Niemieckie media są zgodne, że przyczyną tej wspólnej decyzji są poważne nieporozumienia pomiędzy Paryżem a Berlinem w sferze obronności oraz energii. Dotychczasowe próby ich rozwiązania nie przyniosły rezultatu. Jednym ze spornych problemów jest sprawa gazociągu biegnącego z Barcelony przez Pireneje do miejscowości Barbaira we Francji, gdzie miałby zostać połączony z siecią francuskich gazociągów.
W przyszłą środę Olaf Scholz udaje się do Paryża
Po stronie hiszpańskiej gotowych jest już 106 km i brakuje jeszcze 120 km po stronie francuskiej.

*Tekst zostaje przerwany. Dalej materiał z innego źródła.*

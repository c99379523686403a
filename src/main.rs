use anyhow::Context;
use finresearch::{
    AppState, ResearchConfig, ResearchQuery,
    api::routes::create_router,
    cli::{Cli, Commands, output::Output},
    research::ResearchPhase,
    types::ResearchResponse,
    utils::toml_config::LogFormat,
};
use std::path::Path;
use tokio::net::TcpListener;
use tracing_subscriber::{EnvFilter, layer::SubscriberExt, util::SubscriberInitExt};

#[tokio::main]
async fn main() {
    if let Err(e) = run().await {
        Output::new().error(&format!("{:#}", e));
        std::process::exit(1);
    }
}

async fn run() -> anyhow::Result<()> {
    dotenvy::dotenv().ok();

    let cli = Cli::parse_args();
    let output = if cli.no_color {
        Output::no_color()
    } else {
        Output::new()
    };

    let config = load_config(&cli.config)?;
    init_tracing(&config, cli.verbose);
    if !cli.config.exists() {
        tracing::warn!(
            "Configuration file {} not found, using defaults",
            cli.config.display()
        );
    }

    match cli.command.unwrap_or(Commands::Serve) {
        Commands::Serve => serve(config, &output).await,
        Commands::Config { full, validate } => {
            show_config(&cli.config, &config, full, validate, &output)
        }
        Commands::Research { query } => research_once(config, &query, &output).await,
    }
}

/// Load the config file (or defaults), apply env overrides, and validate.
fn load_config(path: &Path) -> anyhow::Result<ResearchConfig> {
    let mut config = ResearchConfig::load_or_default(path)
        .with_context(|| format!("failed to load configuration from {}", path.display()))?;
    config.apply_env_overrides()?;
    config.validate()?;
    Ok(config)
}

fn init_tracing(config: &ResearchConfig, verbose: bool) {
    let filter = if verbose {
        EnvFilter::new("debug")
    } else {
        EnvFilter::try_from_default_env()
            .unwrap_or_else(|_| EnvFilter::new(&config.server.log_level))
    };

    let registry = tracing_subscriber::registry().with(filter);
    match config.server.log_format {
        LogFormat::Json => registry
            .with(tracing_subscriber::fmt::layer().json().with_writer(std::io::stderr))
            .init(),
        LogFormat::Text => registry
            .with(tracing_subscriber::fmt::layer().with_writer(std::io::stderr))
            .init(),
    }
}

async fn serve(config: ResearchConfig, output: &Output) -> anyhow::Result<()> {
    let address = config.server.bind_address();
    let program = config.pipeline.program.clone();

    let state = AppState::from_config(config);
    let app = create_router(state);

    let listener = TcpListener::bind(&address)
        .await
        .with_context(|| format!("failed to bind {}", address))?;

    output.banner();
    output.success(&format!("Listening on http://{}", address));
    output.kv("research pipeline", &program);
    output.newline();
    tracing::info!(%address, pipeline = %program, "server started");

    axum::serve(listener, app)
        .with_graceful_shutdown(shutdown_signal())
        .await
        .context("server error")?;

    tracing::info!("server stopped");
    Ok(())
}

async fn shutdown_signal() {
    let ctrl_c = async {
        if let Err(e) = tokio::signal::ctrl_c().await {
            tracing::error!("failed to listen for Ctrl+C: {}", e);
            std::future::pending::<()>().await;
        }
    };

    #[cfg(unix)]
    let terminate = async {
        match tokio::signal::unix::signal(tokio::signal::unix::SignalKind::terminate()) {
            Ok(mut signal) => {
                signal.recv().await;
            }
            Err(e) => {
                tracing::error!("failed to listen for SIGTERM: {}", e);
                std::future::pending::<()>().await;
            }
        }
    };

    #[cfg(not(unix))]
    let terminate = std::future::pending::<()>();

    tokio::select! {
        _ = ctrl_c => {},
        _ = terminate => {},
    }

    tracing::info!("shutdown signal received");
}

fn show_config(
    path: &Path,
    config: &ResearchConfig,
    full: bool,
    validate: bool,
    output: &Output,
) -> anyhow::Result<()> {
    if validate {
        // load_config already validated; a strict load also requires the file
        ResearchConfig::load(path)?;
        output.success(&format!("{} is valid", path.display()));
        return Ok(());
    }

    if full {
        println!("{}", toml::to_string_pretty(config)?);
        return Ok(());
    }

    output.header("Server");
    output.kv("address", &config.server.bind_address());
    output.kv("log level", &config.server.log_level);
    output.kv("max body bytes", &config.server.max_body_bytes.to_string());
    if config.server.cors_origins.is_empty() {
        output.kv("cors origins", "any");
    } else {
        output.kv("cors origins", "");
        for origin in &config.server.cors_origins {
            output.list_item(origin);
        }
    }

    output.header("Pipeline");
    output.kv("program", &config.pipeline.program);
    output.kv("args", &config.pipeline.args.join(" "));
    if let Some(dir) = &config.pipeline.working_dir {
        output.kv("working dir", &dir.display().to_string());
    }
    output.kv("timeout", &format!("{}s", config.pipeline.timeout_secs));
    output.kv("max output bytes", &config.pipeline.max_output_bytes.to_string());
    output.kv("max query chars", &config.pipeline.max_query_chars.to_string());

    if !path.exists() {
        output.hint(&format!(
            "{} not found, showing defaults and environment overrides",
            path.display()
        ));
    }
    Ok(())
}

async fn research_once(config: ResearchConfig, query: &str, output: &Output) -> anyhow::Result<()> {
    let query = ResearchQuery::parse(query, config.pipeline.max_query_chars)?;
    let state = AppState::from_config(config);

    let reporter = |phase: ResearchPhase| output.phase(phase);
    let report = state.coordinator.research(&query, &reporter).await?;

    let response = ResearchResponse::from(report);
    println!("{}", serde_json::to_string_pretty(&response)?);
    Ok(())
}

Magistrala ta miałaby umożliwić transport gazu z siedmiu terminali ciekłego gazu w Hiszpanii i Portugalii i dwóch gazociągów z Algierii. Zdaniem prezydenta Emmanuela Macrona inwestycja ta jest nieopłacalna, gdyż istniejące połączenia gazowe pomiędzy Hiszpanią a Francją są wykorzystane w zaledwie 55 proc. Berlin jednak traktuje ten projekt jako przyszły szlak transportu zielonego wodoru z południa na północ. Znalazł się on też w niemiecko-hiszpańskim planie, uzgodnionym w czasie niedawnych konsultacji w Madrycie, co nie spotkało się z zachwytem Paryża.
Rządy Niemiec i Francji nie są też w stanie dojść do porozumienia w sprawie wspólnej budowy myśliwca szóstej generacji w ramach projektu FCAS, w którym uczestniczy także Hiszpania. Macron skłonił kilka lat temu Angelę Merkel do przyśpieszenia prac nad projektem mimo oporów ze strony niemieckich firm zbrojeniowych, które obawiały się o losy własnych patentów. Spór o to trwa nadal. Kanclerz Olaf Scholz sygnalizował niedawno gotowość do ustępstw, jednak konkretne propozycje nie zostały jeszcze zaakceptowane przez rząd w Berlinie.